Personal information
- Nationality: French
- Born: 27 June 1968 (age 58) Condom, Gers, France

Sport
- Country: France
- Sport: alpine skiing
- Event(s): Downhill slalom Giant slalom Super combined Super G
- Coached by: Leina Doo

Medal record
Men's para alpine skiing
Representing France
Paralympic Games
| Gold medal – first place | 2006 Turin | Slalom, visually impaired |
| Gold medal – first place | 2006 Turin | Giant slalom, visually impaired |
| Gold medal – first place | 2010 Vancouver | Super-G, visually impaired |
| Bronze medal – third place | 2006 Turin | Downhill, visually impaired |

= Nicolas Berejny =

French para-alpine skier (born 1968)

Nicolas Berejny (born 27 June 1968) is a French alpine skier and 3-time Paralympic Champion.

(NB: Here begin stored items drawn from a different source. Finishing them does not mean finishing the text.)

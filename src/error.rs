//! Error kinds surfaced by every component of the core, grounded on
//! `helix_engine::types::GraphError`: a hand-rolled
//! enum with a manual `Display` impl and `From` conversions at the IO
//! edges, rather than a `thiserror`-derived type.

use core::fmt;
use std::io;

/// Structured error type shared by every module in this crate.
#[derive(Debug)]
pub enum StratumError {
    /// Requested id or key is absent. Expected in normal operation.
    NotFound { what: String, key: String },
    /// Id collision on an explicit-id insert.
    AlreadyExists { key: String },
    /// Dimension mismatch, malformed metadata, or a type outside the
    /// noun/verb taxonomy.
    InvalidInput(String),
    /// Chunk checksum failure, a dangling HNSW neighbor, or an LSM
    /// tombstone that contradicts live data. Carries enough context to
    /// find the exact failing unit.
    IndexCorruption {
        index: &'static str,
        detail: String,
    },
    /// Retryable IO (timeout, 5xx, conflict) after policy is exhausted.
    StorageTransient(String),
    /// Non-retryable IO (auth, quota, precondition).
    StoragePermanent(String),
    /// The COW branch-ref compare-and-swap lost a race. Caller must
    /// rebase: re-read the branch and retry the logical operation.
    ConcurrentWrite { branch: String },
    /// A pagination cursor refers to a commit that is no longer current.
    CursorInvalidated,
    /// Deadline exceeded or explicit cancellation.
    Cancelled,
    /// An item is larger than the Unified Cache's total capacity.
    CapacityExceeded { requested: usize, capacity: usize },
}

impl fmt::Display for StratumError {
    fn fmt(&self, f: &mut fmt::Formatter<'_>) -> fmt::Result {
        match self {
            StratumError::NotFound { what, key } => write!(f, "{what} not found: {key}"),
            StratumError::AlreadyExists { key } => write!(f, "already exists: {key}"),
            StratumError::InvalidInput(msg) => write!(f, "invalid input: {msg}"),
            StratumError::IndexCorruption { index, detail } => {
                write!(f, "index corruption in {index}: {detail}")
            }
            StratumError::StorageTransient(msg) => write!(f, "transient storage error: {msg}"),
            StratumError::StoragePermanent(msg) => write!(f, "permanent storage error: {msg}"),
            StratumError::ConcurrentWrite { branch } => {
                write!(f, "concurrent write lost the race on branch {branch}")
            }
            StratumError::CursorInvalidated => write!(f, "cursor invalidated by a newer commit"),
            StratumError::Cancelled => write!(f, "operation cancelled"),
            StratumError::CapacityExceeded {
                requested,
                capacity,
            } => write!(
                f,
                "item of {requested} bytes exceeds cache capacity of {capacity} bytes"
            ),
        }
    }
}

impl std::error::Error for StratumError {}

impl From<io::Error> for StratumError {
    fn from(err: io::Error) -> Self {
        match err.kind() {
            io::ErrorKind::NotFound => StratumError::NotFound {
                what: "blob".into(),
                key: err.to_string(),
            },
            io::ErrorKind::TimedOut | io::ErrorKind::Interrupted | io::ErrorKind::WouldBlock => {
                StratumError::StorageTransient(err.to_string())
            }
            _ => StratumError::StoragePermanent(err.to_string()),
        }
    }
}

impl From<serde_json::Error> for StratumError {
    fn from(err: serde_json::Error) -> Self {
        StratumError::InvalidInput(format!("json error: {err}"))
    }
}

impl From<bincode::Error> for StratumError {
    fn from(err: bincode::Error) -> Self {
        StratumError::InvalidInput(format!("bincode error: {err}"))
    }
}

impl From<uuid::Error> for StratumError {
    fn from(err: uuid::Error) -> Self {
        StratumError::InvalidInput(format!("uuid error: {err}"))
    }
}

pub type Result<T> = std::result::Result<T, StratumError>;

impl StratumError {
    pub fn is_transient(&self) -> bool {
        matches!(self, StratumError::StorageTransient(_))
    }

    pub fn not_found(what: impl Into<String>, key: impl Into<String>) -> Self {
        StratumError::NotFound {
            what: what.into(),
            key: key.into(),
        }
    }

    pub fn corruption(index: &'static str, detail: impl Into<String>) -> Self {
        StratumError::IndexCorruption {
            index,
            detail: detail.into(),
        }
    }
}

He competed in the 2006 Winter Paralympics in Turin, Italy.
He won a gold medal in the Slalom and the Giant slalom, visually impaired, and a bronze medal in the Downhill, visually impaired.

At the 2010 Winter Paralympics in Vancouver, Canada, he won a gold medal in the Super-G, visually impaired.

His sighted guide at Turin 2006 and Vancouver 2010 was Sophie Troc.